E essa sua ligação à natação, quando começou?

Eu sempre estive ligada à modalidade, como praticante da natação, nunca numa questão desportiva, porque aqui na zona não havia oferta tirando a AEJ que é de São João da Madeira. No concelho Santa Maria da Feira, não estava desenvolvida essa modalidade. Depois, quando fui para a faculdade, enquanto aluna, acerta altura do curso, tive que fazer uma especialização, e aí como sempre gostei muito da modalidade da natação especializei-me nessa área. Depois, mais tarde, depois de fazer a licenciatura, fiz um mestrado de alto rendimento em natação.

 

Soubemos que tem tido muito êxito nessa sua atividade como treinadora de natação. Quer-nos falar disso?

Logo depois de iniciar-me em 2007 houve uma adesão de vários nadadores, de várias pessoas. Uns já nadavam, outros não, uns tivemos de iniciar um processo de adaptação ao meio-aquático, enquanto para outros já tivemos que promover o aperfeiçoamento técnico. Foi um trabalho árduo e, a partir daí, começaram a aparecer resultados, alguns de nível nacional. Perante estes resultados três nadadores do clube de natação adaptada da Feira Viva foram chamados à seleção nacional, para o Campeonato do Mundo que se realizou em Albufeira. E pronto, a partir daí continuaram a fazer parte da seleção. Tivemos outros dois nadadores com paralisia cerebral a participar na seleção nacional num campeonato internacional em Cádis, Espanha, e que entretanto foram nadar a Taiwan (lha Formosa - China). Fui convidada para ser selecionadora nacional quando fui para Taiwan e desde então estou ligada a seleção nacional de meninos com síndroma de Down. Espero um dia ter nadadores também ligados ao Comité Paralímpico na área da deficiência motora e invisuais. É esse o nosso próximo passo.

 

Também soubemos que tem viajado muito. Onde esteve?

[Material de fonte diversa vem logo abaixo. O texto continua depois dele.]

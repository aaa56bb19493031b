//! # Content Types
//!
//! The fixed table of media types the gateway understands, and the file
//! extension each one is materialized with.
//!
//! | Media type                        | Extension | Kind            |
//! |-----------------------------------|-----------|-----------------|
//! | `text/turtle`                     | `ttl`     | RDF graph       |
//! | `application/n-triples`           | `nt`      | RDF graph       |
//! | `text/n3`                         | `n3`      | RDF graph       |
//! | `application/trig`                | `trig`    | RDF graph       |
//! | `application/rdf+xml`             | `xml`     | RDF graph       |
//! | `application/sparql-results+xml`  | `xml`     | SPARQL results  |
//! | `application/sparql-results+json` | `json`    | SPARQL results  |

use crate::GatewayError;
use oxrdfio::RdfFormat;

/// A recognised media type.
#[derive(Debug, Clone, Copy, PartialEq, Eq, Hash)]
pub enum ContentType {
    Turtle,
    NTriples,
    N3,
    TriG,
    RdfXml,
    SparqlResultsXml,
    SparqlResultsJson,
}

impl ContentType {
    /// Every recognised media type, in table order.
    pub const ALL: [Self; 7] = [
        Self::Turtle,
        Self::NTriples,
        Self::N3,
        Self::TriG,
        Self::RdfXml,
        Self::SparqlResultsXml,
        Self::SparqlResultsJson,
    ];

    /// Look up a media type, ignoring parameters such as `; charset=utf-8`.
    pub fn parse(media_type: &str) -> Result<Self, GatewayError> {
        let essence = media_type
            .split(';')
            .next()
            .unwrap_or_default()
            .trim()
            .to_ascii_lowercase();
        Self::ALL
            .into_iter()
            .find(|ct| ct.media_type() == essence)
            .ok_or_else(|| GatewayError::UnsupportedContentType(media_type.to_string()))
    }

    /// Canonical media type string.
    #[must_use]
    pub const fn media_type(self) -> &'static str {
        match self {
            Self::Turtle => "text/turtle",
            Self::NTriples => "application/n-triples",
            Self::N3 => "text/n3",
            Self::TriG => "application/trig",
            Self::RdfXml => "application/rdf+xml",
            Self::SparqlResultsXml => "application/sparql-results+xml",
            Self::SparqlResultsJson => "application/sparql-results+json",
        }
    }

    /// File extension used when a result of this type is materialized.
    #[must_use]
    pub const fn extension(self) -> &'static str {
        match self {
            Self::Turtle => "ttl",
            Self::NTriples => "nt",
            Self::N3 => "n3",
            Self::TriG => "trig",
            Self::RdfXml | Self::SparqlResultsXml => "xml",
            Self::SparqlResultsJson => "json",
        }
    }

    /// Whether this is a SPARQL results encoding (SELECT/ASK output).
    #[must_use]
    pub const fn is_sparql_results(self) -> bool {
        matches!(self, Self::SparqlResultsXml | Self::SparqlResultsJson)
    }

    /// The RDF serialization format, for graph media types only.
    #[must_use]
    pub const fn rdf_format(self) -> Option<RdfFormat> {
        match self {
            Self::Turtle => Some(RdfFormat::Turtle),
            Self::NTriples => Some(RdfFormat::NTriples),
            Self::N3 => Some(RdfFormat::N3),
            Self::TriG => Some(RdfFormat::TriG),
            Self::RdfXml => Some(RdfFormat::RdfXml),
            Self::SparqlResultsXml | Self::SparqlResultsJson => None,
        }
    }

    /// Parse a media type that must name a SPARQL results encoding.
    pub fn sparql_results(media_type: &str) -> Result<Self, GatewayError> {
        let ct = Self::parse(media_type)?;
        if ct.is_sparql_results() {
            Ok(ct)
        } else {
            Err(GatewayError::UnsupportedContentType(format!(
                "{media_type} is not a SPARQL results type"
            )))
        }
    }

    /// Parse a media type that must name an RDF graph serialization.
    pub fn rdf_graph(media_type: &str) -> Result<(Self, RdfFormat), GatewayError> {
        let ct = Self::parse(media_type)?;
        ct.rdf_format().map(|format| (ct, format)).ok_or_else(|| {
            GatewayError::UnsupportedContentType(format!(
                "{media_type} is not an RDF graph serialization"
            ))
        })
    }
}

/// File extension for a media type string.
pub fn file_extension(media_type: &str) -> Result<&'static str, GatewayError> {
    ContentType::parse(media_type).map(ContentType::extension)
}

Com a seleção nacional estive em Taiwan, em 2010. Entretanto estive também no sexto campeonato do mundo, em Loano, Itália, em 2012, e mais recentemente, em Estarreja, aqui em Portugal, já este ano de 2013.

 

Como se sentiu ao levar a sua equipa à China no Campeonato do Mundo?

Fui lá com os meninos com Síndroma de Down. São meninos que têm dificuldades e limitações da área intelectual, mas como têm um síndrome que é cariótipado, isto é, têm um cariótipo diferenciado – algo que não vale explicar agora – então eles têm um campeonato diferenciado. Falo do campeonato do mundo da DSISO que é a instituição a mundial que organiza campeonatos de natação para meninos com Síndrome de Down. A ida à China foi uma situação muito empolgante, primeiro porque era um país que nós nunca sonhámos ir; a China está do outro lado do mundo tem uma língua muito diferente, são pessoas diferentes e só o fato de ser no oriente, toda a envolvência é diferente. Porém, nós não fomos para à China, propriamente dita. Fomos a Taiwan, a quem eles chamam a “Ilha maravilhosa” (para nós, Ilha Formosa), que é uma zona, digamos, mais requintada da China. Fomos muito bem recebidos. Os chineses falam pouco Inglês e nós tivemos muita dificuldade na comunicação oral, porém, como tínhamos todos os olhos em bicos (risos) porque o síndroma de Down também tem uns olhos assim, é uma característica deles, misturámo-nos bem. E como estávamos lá todos com um objetivo que era a natação, a competição, correu muito bem. Inclusive, os nossos nadadores tiveram muitos bons resultados.

 

E quanto tempo se dedica à natação semanalmente?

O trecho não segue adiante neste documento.